트립신은 소, 사람, 돼지, 양, 칠면조, 돔발상어, 폐어, 새우, 누에나방 및 2종의 스트렙토마이세스 속에서 분리되었다. 또한 트립신은 많은 기질에 대하여 정확한 부위를 인식하고 효소반응을 매개하며 소염제 및 소화제와 같은 산업적 분야는 물론 프로테오믹스(proteomics) 등의 연구용으로도 활용되고 있다(Trop, M., and Y. Birk. 1970. J. Biochem. vol. 116. pp 19-25). 트립신은 엔도펩티다아제(endopeptidase)이며 활성중심에 세릴(seryl) 잔기를 가지고 있는 세린 프로테아제(serine protease)로서 췌장에서 분비되는 중요한 단백분해효소 중의 하나이다. 트립신은 생체 내에서 비활성 상태인 트립시노겐(trypsinogen)으로 분비되며, 산이나 펩신(pepsin)에 의해서는 활성화되지 않고 트립신, 엔테로펩티다아제(enteropeptidase) 및 미생물 프로테아제(microbial protease)에 의해 활성화된다. 활성화될 때 트립시노겐의 N-말단에서 헥사펩타이드(hexapeptide)가 떨어져 나가 트립신으로 전환된다. 지금까지 알려진 단백분해효소 중에서 트립신은 보바인 인슐린(bovine insulin)의 β-체인의 절단부위가 2개(Arg-Gly, Lys-Ala)로 가장 적은 절단부위를 가진 효소이다(Malcolm, D. and Edwin, C. W. 1979. Enzymes. 3rd ed. Longman Group Limited, London; Gerald, R. 1975. Enzymes in food processing. 2nd ed. Academic Press, New York; Belitz, H. D. and Grosch, W. 1987. Food chemistry. Springer-Verlag Berlin, Heidelberg). 또한 분자생물학적 지식을 근거로 한 유전자 재조합기술로 스트렙토마이세스 그리세우스의 트립신(SGT; Streptomyces griseus trypsin)을 코딩하는 유전자 sprTsprU 유전자를 클로닝하고 이들 유전자의 대량 발현 연구도 수행되었다(Chi, W.J. et al . 2005. Kor. J. Microbiol vol.41. pp 255-261; Yang, H. Y. et al. 2005. J. Microbiol . Biotechnol. vol. 14. pp 1125-1129). 이러한 유전자의 발현은 미생물 호르몬으로 불리는 A-factor(2-isocapryloyl-3-R-hydroxy-methyl-a-butyrolactone)에 의해 포지티브(positive)하게 조절되어 AdpA(A-factor dependent activator protein A)에 의해 전사가 유도되는 AdpA regulon을 구성하고 있음이 밝혀졌다(Kato, J. et al . 2005. J. Bacteriol . vol. 187. pp 286-295). A- factor는 아주 낮은 농도에서 AdpA의 발현을 유도하고, 발현된 AdpA 단백질이 다양한 목표 유전자의 프로모터에 결합하여 전사를 유도함으로써, 방선균의 형태분화, 포자형성, 항생물이나 색소형성과 같은 이차대사를 조절하는 것으로 알려져 있다(Hong, S. K. et al . 1993. Mol. Gen . Gent. vol. 236. pp 347-354; Horinouchi, S. 2002. Front Biosci . vol 7. pp 2045-2057).

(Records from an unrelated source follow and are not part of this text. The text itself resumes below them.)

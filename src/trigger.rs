use async_trait::async_trait;
use chrono::Utc;
use reqwest::{Client, RequestBuilder};
use serde::{Deserialize, Serialize};
use serde_json::Value;
use thiserror::Error;

use crate::config::AppConfig;

const FAILED_EXECUTION: &str = "failed";

#[derive(Debug, Error)]
pub enum TriggerError {
    #[error("style function id is not configured")]
    NotConfigured,
    #[error("functions platform rejected the request ({status}): {message}")]
    Rejected { status: u16, message: String },
    #[error("functions platform request failed: {0}")]
    Request(#[from] reqwest::Error),
    #[error("invalid functions platform response: {0}")]
    InvalidResponse(String),
}

/// Starts out-of-process stylization for a job and returns the execution reference.
#[async_trait]
pub trait ProcessingTrigger: Send + Sync + 'static {
    async fn trigger(
        &self,
        job_id: &str,
        image_urls: &[String],
        style: &str,
    ) -> Result<String, TriggerError>;
}

/// Client for the serverless functions platform hosting the stylization function.
pub struct FunctionTrigger {
    client: Client,
    endpoint: String,
    project_id: String,
    api_key: String,
    function_id: Option<String>,
}

#[derive(Serialize)]
#[serde(rename_all = "camelCase")]
struct ExecutionPayload<'a> {
    job_id: &'a str,
    image_urls: &'a [String],
    style_name: &'a str,
    timestamp: String,
}

#[derive(Serialize)]
struct CreateExecution {
    body: String,
    #[serde(rename = "async")]
    run_async: bool,
    method: &'static str,
}

#[derive(Debug, Deserialize)]
struct ExecutionList {
    #[serde(default)]
    executions: Vec<Execution>,
}

#[derive(Debug, Deserialize)]
struct Execution {
    #[serde(rename = "$id")]
    id: String,
    #[serde(default)]
    status: String,
    #[serde(default, rename = "responseBody")]
    response_body: String,
    #[serde(default)]
    logs: String,
}

impl Execution {
    fn serves_job(&self, job_id: &str) -> bool {
        self.status != FAILED_EXECUTION
            && (self.response_body.contains(job_id) || self.logs.contains(job_id))
    }
}

impl FunctionTrigger {
    pub fn new(
        endpoint: impl Into<String>,
        project_id: impl Into<String>,
        api_key: impl Into<String>,
        function_id: Option<String>,
    ) -> Self {
        Self {
            client: Client::new(),
            endpoint: endpoint.into().trim_end_matches('/').to_string(),
            project_id: project_id.into(),
            api_key: api_key.into(),
            function_id,
        }
    }

    pub fn from_config(config: &AppConfig) -> Self {
        Self::new(
            config.functions_endpoint.clone(),
            config.functions_project_id.clone(),
            config.functions_api_key.clone(),
            config.style_function_id.clone(),
        )
    }

    fn executions_url(&self, function_id: &str) -> String {
        format!("{}/functions/{}/executions", self.endpoint, function_id)
    }

    fn authorized(&self, builder: RequestBuilder) -> RequestBuilder {
        builder
            .header("X-Appwrite-Project", &self.project_id)
            .header("X-Appwrite-Key", &self.api_key)
    }

    /// A live execution already working on this job, if the platform knows of one.
    async fn find_existing(
        &self,
        function_id: &str,
        job_id: &str,
    ) -> Result<Option<String>, TriggerError> {
        let response = self
            .authorized(self.client.get(self.executions_url(function_id)))
            .send()
            .await?;
        let response = ensure_success(response).await?;
        let list: ExecutionList = response
            .json()
            .await
            .map_err(|err| TriggerError::InvalidResponse(err.to_string()))?;
        Ok(list
            .executions
            .into_iter()
            .find(|execution| execution.serves_job(job_id))
            .map(|execution| execution.id))
    }
}

async fn ensure_success(response: reqwest::Response) -> Result<reqwest::Response, TriggerError> {
    let status = response.status();
    if status.is_success() {
        return Ok(response);
    }
    let body = response.text().await.unwrap_or_default();
    let message = serde_json::from_str::<Value>(&body)
        .ok()
        .and_then(|value| value.get("message").and_then(Value::as_str).map(str::to_string))
        .unwrap_or(body);
    Err(TriggerError::Rejected {
        status: status.as_u16(),
        message,
    })
}

#[async_trait]
impl ProcessingTrigger for FunctionTrigger {
    async fn trigger(
        &self,
        job_id: &str,
        image_urls: &[String],
        style: &str,
    ) -> Result<String, TriggerError> {
        let function_id = self
            .function_id
            .as_deref()
            .ok_or(TriggerError::NotConfigured)?;

        match self.find_existing(function_id, job_id).await {
            Ok(Some(execution_ref)) => {
                tracing::info!(job_id, execution_ref = %execution_ref, "reusing existing execution");
                return Ok(execution_ref);
            }
            Ok(None) => {}
            Err(err) => {
                tracing::warn!(job_id, error = %err, "could not list executions, submitting a new one");
            }
        }

        let payload = ExecutionPayload {
            job_id,
            image_urls,
            style_name: style,
            timestamp: Utc::now().to_rfc3339(),
        };
        let request = CreateExecution {
            body: serde_json::to_string(&payload)
                .map_err(|err| TriggerError::InvalidResponse(err.to_string()))?,
            run_async: true,
            method: "POST",
        };

        let response = self
            .authorized(self.client.post(self.executions_url(function_id)))
            .json(&request)
            .send()
            .await?;
        let response = ensure_success(response).await?;
        let created: Value = response
            .json()
            .await
            .map_err(|err| TriggerError::InvalidResponse(err.to_string()))?;
        let execution_ref = created
            .get("$id")
            .and_then(Value::as_str)
            .filter(|id| !id.is_empty())
            .ok_or_else(|| TriggerError::InvalidResponse("missing execution id".to_string()))?
            .to_string();

        tracing::info!(
            job_id,
            execution_ref = %execution_ref,
            images = image_urls.len(),
            "submitted stylization execution"
        );
        Ok(execution_ref)
    }
}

소, 돼지, 양 등 다양한 동물에서 분리되는 트립신은 변형 프리온(prion) 단백질 감염에 의한 신경세포의 공포변성과 중추신경의 해면상의 변화로 인간에게 전염성해면상뇌증(TSE; Transmissible Spongiform Encephalopathy) 질병을 유발할 수 있으며, 동물세포에서 분리되는 트립신은 동물세포 배양 시 다양한 질병을 유발하 는 마이코플라즈마(Mycoplasma) 또는 파보바이러스(Parvovirus)의 오염을 일으킬 수 있다(Method of isolation and purification of trypsin from pronase protease and use thereof. 2004. Baxter Healthcare S.A. US 6,830,917 B2). 또한 스트렙토마이세스 그리세우스(Streptomyces griseus)에서 생산되는 트립신은 X-ray crystallogryphy를 이용한 3차원 분석에서 다른 박테리아에서 생산하는 단백분해효소 보다 포유동물 유래의 단백분해효소와 더 유사하다는 보고도 있다(R.J. Read et al. 1984. Biochemistry. vol.23. pp 6570-6575; R.J. Read and M.N.G. James. 1988. J. Mol. vol 200. pp 523-551).
본 발명의 목적은 스트렙토마이세스 그리세우스(Streptomyces griseus) 모균주에 대한 돌연변이 처리를 통해 얻은 트립신 함량이 높은 프로네이즈 고 생산 변이주를 제공하는 것이다.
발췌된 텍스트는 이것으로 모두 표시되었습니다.